[[ EXERCISE DATA, beginning ]]

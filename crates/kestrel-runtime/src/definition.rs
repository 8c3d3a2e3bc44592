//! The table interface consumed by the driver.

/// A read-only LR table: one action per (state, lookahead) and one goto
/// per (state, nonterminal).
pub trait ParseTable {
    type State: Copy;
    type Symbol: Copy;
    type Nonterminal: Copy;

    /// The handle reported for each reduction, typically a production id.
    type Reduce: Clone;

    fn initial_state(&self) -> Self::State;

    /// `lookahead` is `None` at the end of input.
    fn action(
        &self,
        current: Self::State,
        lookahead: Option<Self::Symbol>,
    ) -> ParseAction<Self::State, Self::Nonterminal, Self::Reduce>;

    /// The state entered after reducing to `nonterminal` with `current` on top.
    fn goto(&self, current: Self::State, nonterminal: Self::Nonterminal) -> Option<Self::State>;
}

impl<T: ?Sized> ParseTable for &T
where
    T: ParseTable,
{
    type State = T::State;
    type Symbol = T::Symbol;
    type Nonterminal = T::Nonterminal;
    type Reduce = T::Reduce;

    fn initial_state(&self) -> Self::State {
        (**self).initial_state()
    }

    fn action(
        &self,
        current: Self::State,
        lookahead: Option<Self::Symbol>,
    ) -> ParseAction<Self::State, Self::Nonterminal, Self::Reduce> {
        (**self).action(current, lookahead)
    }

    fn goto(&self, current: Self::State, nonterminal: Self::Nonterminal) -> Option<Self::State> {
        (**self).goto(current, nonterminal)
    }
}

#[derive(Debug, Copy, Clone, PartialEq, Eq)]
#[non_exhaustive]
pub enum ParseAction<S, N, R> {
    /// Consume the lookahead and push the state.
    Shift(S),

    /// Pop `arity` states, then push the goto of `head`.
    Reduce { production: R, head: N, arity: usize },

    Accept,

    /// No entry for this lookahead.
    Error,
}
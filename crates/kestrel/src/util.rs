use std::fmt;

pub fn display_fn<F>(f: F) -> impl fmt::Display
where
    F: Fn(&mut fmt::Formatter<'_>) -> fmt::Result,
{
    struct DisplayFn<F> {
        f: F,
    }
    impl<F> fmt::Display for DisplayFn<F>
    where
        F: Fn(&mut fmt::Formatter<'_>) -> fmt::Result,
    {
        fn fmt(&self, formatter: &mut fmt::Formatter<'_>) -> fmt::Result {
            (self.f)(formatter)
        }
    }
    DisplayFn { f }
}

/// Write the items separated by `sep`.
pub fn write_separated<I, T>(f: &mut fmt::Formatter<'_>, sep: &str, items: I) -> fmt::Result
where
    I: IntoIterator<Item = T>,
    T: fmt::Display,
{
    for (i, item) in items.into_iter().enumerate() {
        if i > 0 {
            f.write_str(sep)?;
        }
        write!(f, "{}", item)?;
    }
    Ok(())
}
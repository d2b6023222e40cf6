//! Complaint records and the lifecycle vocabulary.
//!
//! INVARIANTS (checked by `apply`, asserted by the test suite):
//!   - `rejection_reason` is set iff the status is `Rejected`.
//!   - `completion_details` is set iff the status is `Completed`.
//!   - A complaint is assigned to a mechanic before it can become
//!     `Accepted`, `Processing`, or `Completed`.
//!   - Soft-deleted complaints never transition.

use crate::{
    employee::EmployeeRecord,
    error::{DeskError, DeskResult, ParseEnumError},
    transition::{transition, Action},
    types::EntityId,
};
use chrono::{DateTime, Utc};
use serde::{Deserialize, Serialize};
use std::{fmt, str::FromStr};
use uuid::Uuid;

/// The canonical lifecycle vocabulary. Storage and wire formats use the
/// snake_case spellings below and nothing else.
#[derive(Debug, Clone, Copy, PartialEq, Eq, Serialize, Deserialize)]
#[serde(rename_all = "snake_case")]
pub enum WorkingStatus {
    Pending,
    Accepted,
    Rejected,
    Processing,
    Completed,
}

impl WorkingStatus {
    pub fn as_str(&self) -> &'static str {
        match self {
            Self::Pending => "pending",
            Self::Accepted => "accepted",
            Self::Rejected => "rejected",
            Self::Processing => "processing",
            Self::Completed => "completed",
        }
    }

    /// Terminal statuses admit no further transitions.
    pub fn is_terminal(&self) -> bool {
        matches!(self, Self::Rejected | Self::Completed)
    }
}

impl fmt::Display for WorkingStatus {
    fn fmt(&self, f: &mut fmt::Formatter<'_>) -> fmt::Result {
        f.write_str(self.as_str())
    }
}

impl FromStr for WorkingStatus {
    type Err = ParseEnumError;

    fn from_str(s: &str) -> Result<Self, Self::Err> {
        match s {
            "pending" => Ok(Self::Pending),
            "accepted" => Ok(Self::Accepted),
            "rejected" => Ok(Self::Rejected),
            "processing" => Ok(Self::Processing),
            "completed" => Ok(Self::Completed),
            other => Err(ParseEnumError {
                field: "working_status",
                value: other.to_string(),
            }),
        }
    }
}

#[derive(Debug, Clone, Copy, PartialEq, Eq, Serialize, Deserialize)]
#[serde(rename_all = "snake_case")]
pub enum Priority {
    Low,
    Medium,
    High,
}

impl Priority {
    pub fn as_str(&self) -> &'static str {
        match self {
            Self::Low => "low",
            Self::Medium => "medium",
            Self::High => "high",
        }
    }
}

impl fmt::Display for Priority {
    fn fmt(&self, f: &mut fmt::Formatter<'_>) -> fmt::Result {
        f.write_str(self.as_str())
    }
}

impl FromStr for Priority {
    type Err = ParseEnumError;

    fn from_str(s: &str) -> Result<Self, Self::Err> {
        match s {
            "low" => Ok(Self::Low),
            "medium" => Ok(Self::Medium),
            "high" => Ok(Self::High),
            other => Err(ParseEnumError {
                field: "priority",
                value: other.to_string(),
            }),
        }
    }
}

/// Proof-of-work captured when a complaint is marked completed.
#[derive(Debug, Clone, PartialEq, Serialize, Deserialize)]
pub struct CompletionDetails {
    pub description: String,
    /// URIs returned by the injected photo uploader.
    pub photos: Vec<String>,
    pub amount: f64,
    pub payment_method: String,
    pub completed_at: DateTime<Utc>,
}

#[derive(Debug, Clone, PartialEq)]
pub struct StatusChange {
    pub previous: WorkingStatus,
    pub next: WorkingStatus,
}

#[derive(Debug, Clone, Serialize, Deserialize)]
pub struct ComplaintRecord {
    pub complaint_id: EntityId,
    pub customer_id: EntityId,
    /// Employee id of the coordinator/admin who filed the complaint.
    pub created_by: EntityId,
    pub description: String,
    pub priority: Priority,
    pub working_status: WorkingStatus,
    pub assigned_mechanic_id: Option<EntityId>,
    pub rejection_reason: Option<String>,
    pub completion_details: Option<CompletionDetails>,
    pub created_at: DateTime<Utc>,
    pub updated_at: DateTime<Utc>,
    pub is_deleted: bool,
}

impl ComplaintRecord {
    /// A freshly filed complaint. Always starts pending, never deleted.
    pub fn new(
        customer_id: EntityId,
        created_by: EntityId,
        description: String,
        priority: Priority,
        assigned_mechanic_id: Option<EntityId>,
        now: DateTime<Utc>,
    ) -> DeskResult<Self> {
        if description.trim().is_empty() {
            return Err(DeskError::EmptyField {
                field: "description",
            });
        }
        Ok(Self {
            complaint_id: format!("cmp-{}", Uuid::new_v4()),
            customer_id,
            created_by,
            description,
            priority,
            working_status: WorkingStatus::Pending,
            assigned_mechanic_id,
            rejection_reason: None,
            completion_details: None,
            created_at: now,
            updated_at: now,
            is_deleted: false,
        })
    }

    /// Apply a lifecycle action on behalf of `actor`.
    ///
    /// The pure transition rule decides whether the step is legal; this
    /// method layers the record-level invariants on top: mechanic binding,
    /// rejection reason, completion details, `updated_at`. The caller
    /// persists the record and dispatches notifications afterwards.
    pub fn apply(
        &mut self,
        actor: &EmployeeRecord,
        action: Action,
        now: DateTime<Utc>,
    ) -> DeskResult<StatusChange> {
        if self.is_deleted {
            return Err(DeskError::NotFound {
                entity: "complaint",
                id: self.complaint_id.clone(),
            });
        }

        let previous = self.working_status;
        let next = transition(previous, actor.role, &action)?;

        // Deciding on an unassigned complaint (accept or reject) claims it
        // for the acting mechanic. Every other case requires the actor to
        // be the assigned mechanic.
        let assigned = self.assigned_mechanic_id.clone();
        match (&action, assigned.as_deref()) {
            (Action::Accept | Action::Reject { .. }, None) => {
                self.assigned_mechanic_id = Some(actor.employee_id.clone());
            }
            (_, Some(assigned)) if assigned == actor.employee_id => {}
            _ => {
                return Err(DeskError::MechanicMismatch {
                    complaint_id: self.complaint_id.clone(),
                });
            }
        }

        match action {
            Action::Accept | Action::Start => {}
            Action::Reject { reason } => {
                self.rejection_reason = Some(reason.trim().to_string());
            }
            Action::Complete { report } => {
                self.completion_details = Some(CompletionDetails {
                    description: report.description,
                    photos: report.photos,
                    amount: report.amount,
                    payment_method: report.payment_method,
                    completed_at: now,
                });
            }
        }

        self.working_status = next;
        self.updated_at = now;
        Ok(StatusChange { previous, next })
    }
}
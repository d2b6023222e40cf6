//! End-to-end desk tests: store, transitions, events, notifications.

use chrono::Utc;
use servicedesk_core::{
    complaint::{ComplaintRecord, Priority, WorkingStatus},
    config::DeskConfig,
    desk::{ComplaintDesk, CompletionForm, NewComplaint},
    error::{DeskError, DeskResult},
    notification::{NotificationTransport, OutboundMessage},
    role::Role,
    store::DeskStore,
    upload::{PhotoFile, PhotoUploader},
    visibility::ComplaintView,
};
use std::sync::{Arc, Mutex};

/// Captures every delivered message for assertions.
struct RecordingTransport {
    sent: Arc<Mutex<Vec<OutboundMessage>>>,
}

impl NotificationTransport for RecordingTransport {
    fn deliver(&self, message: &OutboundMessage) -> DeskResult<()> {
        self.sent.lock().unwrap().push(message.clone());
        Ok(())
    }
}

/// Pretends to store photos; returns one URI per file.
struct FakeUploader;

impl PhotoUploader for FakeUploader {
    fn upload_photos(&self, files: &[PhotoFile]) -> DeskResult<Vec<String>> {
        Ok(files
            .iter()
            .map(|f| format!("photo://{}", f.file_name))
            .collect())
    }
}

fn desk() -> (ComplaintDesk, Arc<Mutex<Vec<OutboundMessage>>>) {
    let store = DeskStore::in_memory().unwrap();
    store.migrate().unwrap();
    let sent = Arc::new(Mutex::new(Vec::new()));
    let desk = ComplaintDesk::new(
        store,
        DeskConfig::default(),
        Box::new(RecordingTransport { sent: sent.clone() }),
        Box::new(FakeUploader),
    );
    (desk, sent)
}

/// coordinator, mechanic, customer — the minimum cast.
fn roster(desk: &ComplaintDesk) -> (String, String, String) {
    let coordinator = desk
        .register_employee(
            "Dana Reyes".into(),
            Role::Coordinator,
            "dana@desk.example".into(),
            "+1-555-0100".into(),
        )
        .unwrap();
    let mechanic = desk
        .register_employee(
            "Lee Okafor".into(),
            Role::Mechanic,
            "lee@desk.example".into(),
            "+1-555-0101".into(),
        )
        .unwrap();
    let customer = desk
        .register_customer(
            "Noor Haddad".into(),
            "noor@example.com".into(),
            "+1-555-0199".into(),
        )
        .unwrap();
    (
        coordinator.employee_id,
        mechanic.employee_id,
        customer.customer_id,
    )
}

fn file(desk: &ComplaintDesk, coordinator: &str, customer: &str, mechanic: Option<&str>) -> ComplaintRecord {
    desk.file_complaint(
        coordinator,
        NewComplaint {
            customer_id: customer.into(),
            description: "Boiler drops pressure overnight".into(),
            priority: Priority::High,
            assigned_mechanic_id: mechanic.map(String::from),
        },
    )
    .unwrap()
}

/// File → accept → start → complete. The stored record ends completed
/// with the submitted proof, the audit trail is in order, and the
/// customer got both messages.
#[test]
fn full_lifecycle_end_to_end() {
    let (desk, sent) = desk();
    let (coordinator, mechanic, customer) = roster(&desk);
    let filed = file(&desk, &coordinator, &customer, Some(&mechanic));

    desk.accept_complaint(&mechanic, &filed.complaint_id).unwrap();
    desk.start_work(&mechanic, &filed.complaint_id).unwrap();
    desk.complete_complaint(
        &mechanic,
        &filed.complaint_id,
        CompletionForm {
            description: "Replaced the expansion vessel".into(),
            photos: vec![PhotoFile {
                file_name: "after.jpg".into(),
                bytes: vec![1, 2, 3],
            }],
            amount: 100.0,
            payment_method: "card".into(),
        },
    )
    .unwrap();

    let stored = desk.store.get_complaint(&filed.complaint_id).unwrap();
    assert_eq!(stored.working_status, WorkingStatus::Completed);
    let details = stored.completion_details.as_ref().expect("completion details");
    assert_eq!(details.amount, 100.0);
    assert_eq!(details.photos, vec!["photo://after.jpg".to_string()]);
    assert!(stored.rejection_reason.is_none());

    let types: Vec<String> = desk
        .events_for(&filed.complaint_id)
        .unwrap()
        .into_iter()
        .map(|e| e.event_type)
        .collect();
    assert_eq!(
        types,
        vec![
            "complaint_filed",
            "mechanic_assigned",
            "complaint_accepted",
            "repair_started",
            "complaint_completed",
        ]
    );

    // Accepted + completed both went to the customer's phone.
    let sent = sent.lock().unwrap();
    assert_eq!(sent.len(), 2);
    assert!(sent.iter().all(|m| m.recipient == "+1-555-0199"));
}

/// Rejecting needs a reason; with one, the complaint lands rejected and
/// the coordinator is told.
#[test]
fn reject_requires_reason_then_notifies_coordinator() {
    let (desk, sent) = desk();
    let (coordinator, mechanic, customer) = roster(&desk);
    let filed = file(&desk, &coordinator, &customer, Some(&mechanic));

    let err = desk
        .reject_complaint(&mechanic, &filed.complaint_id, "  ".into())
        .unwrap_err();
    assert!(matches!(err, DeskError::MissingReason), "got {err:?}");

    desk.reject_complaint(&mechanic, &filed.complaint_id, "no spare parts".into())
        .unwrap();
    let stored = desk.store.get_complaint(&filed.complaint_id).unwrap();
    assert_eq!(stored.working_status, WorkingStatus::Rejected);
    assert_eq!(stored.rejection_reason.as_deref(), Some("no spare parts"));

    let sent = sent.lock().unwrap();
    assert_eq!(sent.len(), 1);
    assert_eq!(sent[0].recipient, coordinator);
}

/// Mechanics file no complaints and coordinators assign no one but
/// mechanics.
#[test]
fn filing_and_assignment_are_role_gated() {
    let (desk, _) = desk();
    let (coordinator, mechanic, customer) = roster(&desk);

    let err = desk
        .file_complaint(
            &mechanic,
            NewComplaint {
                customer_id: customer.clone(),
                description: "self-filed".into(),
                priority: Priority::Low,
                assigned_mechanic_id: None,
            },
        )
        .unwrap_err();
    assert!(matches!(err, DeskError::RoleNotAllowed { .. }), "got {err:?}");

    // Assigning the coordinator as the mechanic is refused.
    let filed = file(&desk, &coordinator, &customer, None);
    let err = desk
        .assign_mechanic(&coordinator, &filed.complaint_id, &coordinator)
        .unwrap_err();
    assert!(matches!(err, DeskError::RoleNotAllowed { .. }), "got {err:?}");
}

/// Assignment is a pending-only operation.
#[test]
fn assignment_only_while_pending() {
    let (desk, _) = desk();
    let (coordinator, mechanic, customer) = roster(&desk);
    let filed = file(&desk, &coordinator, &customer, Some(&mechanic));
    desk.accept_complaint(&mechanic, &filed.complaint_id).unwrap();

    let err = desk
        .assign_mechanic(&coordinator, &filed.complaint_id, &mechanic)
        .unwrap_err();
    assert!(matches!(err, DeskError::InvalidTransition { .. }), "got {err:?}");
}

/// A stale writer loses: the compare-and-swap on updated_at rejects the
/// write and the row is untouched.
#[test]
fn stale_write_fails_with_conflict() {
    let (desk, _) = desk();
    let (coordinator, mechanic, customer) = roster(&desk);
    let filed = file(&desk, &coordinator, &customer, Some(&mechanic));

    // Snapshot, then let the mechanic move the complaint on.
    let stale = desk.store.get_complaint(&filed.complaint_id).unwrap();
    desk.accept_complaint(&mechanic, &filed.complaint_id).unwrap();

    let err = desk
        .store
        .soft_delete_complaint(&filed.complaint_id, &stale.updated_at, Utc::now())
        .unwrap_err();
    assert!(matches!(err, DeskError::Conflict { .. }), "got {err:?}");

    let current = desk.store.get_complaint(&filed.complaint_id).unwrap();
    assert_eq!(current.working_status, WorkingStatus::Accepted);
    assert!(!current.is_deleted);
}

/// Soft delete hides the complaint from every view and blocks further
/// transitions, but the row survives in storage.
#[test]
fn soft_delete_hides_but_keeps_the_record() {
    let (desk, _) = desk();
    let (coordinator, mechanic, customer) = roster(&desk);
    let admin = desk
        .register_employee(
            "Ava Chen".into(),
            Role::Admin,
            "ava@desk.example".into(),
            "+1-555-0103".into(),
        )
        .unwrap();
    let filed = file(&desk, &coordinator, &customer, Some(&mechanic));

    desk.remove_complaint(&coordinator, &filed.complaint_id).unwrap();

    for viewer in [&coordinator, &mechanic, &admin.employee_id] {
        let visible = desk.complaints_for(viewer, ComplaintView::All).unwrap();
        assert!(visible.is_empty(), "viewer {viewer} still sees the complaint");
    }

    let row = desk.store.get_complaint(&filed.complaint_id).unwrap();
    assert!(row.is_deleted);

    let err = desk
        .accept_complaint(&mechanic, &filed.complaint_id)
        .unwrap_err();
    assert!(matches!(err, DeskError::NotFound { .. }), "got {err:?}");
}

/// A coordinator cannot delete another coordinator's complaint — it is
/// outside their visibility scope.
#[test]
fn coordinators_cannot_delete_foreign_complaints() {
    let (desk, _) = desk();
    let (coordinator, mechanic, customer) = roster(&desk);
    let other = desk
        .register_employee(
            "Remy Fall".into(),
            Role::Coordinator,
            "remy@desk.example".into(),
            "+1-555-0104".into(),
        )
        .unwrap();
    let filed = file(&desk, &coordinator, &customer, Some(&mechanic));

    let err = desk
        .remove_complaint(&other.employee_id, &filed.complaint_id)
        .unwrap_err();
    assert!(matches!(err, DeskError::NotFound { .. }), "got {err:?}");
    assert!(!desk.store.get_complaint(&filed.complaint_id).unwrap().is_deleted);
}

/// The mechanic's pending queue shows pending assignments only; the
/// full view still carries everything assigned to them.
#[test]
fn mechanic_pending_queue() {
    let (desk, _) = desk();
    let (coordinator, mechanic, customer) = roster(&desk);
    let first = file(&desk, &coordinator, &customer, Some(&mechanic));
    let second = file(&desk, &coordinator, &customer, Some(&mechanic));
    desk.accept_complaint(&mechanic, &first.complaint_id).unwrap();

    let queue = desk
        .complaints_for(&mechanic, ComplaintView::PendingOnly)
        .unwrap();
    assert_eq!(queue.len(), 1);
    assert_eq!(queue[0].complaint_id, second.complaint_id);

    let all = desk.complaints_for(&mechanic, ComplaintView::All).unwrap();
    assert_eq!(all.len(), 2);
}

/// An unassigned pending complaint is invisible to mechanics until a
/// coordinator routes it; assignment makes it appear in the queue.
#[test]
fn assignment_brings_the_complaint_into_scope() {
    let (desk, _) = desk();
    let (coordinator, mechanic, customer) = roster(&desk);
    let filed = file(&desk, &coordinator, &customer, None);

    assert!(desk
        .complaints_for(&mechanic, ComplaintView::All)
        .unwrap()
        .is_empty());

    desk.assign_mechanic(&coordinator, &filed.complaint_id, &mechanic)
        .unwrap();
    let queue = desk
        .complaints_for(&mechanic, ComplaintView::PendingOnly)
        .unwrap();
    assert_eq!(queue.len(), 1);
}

[[ EXERCISE DATA, end ]]

# ASSIGNMENT:
Check every line above for the word "Serialize" and copy those that have it.

# REPLY TO THE TASK:
use serde::{Deserialize, Serialize};
#[derive(Debug, Clone, Copy, PartialEq, Eq, Serialize, Deserialize)]
#[derive(Debug, Clone, Copy, PartialEq, Eq, Serialize, Deserialize)]
#[derive(Debug, Clone, PartialEq, Serialize, Deserialize)]
#[derive(Debug, Clone, Serialize, Deserialize)]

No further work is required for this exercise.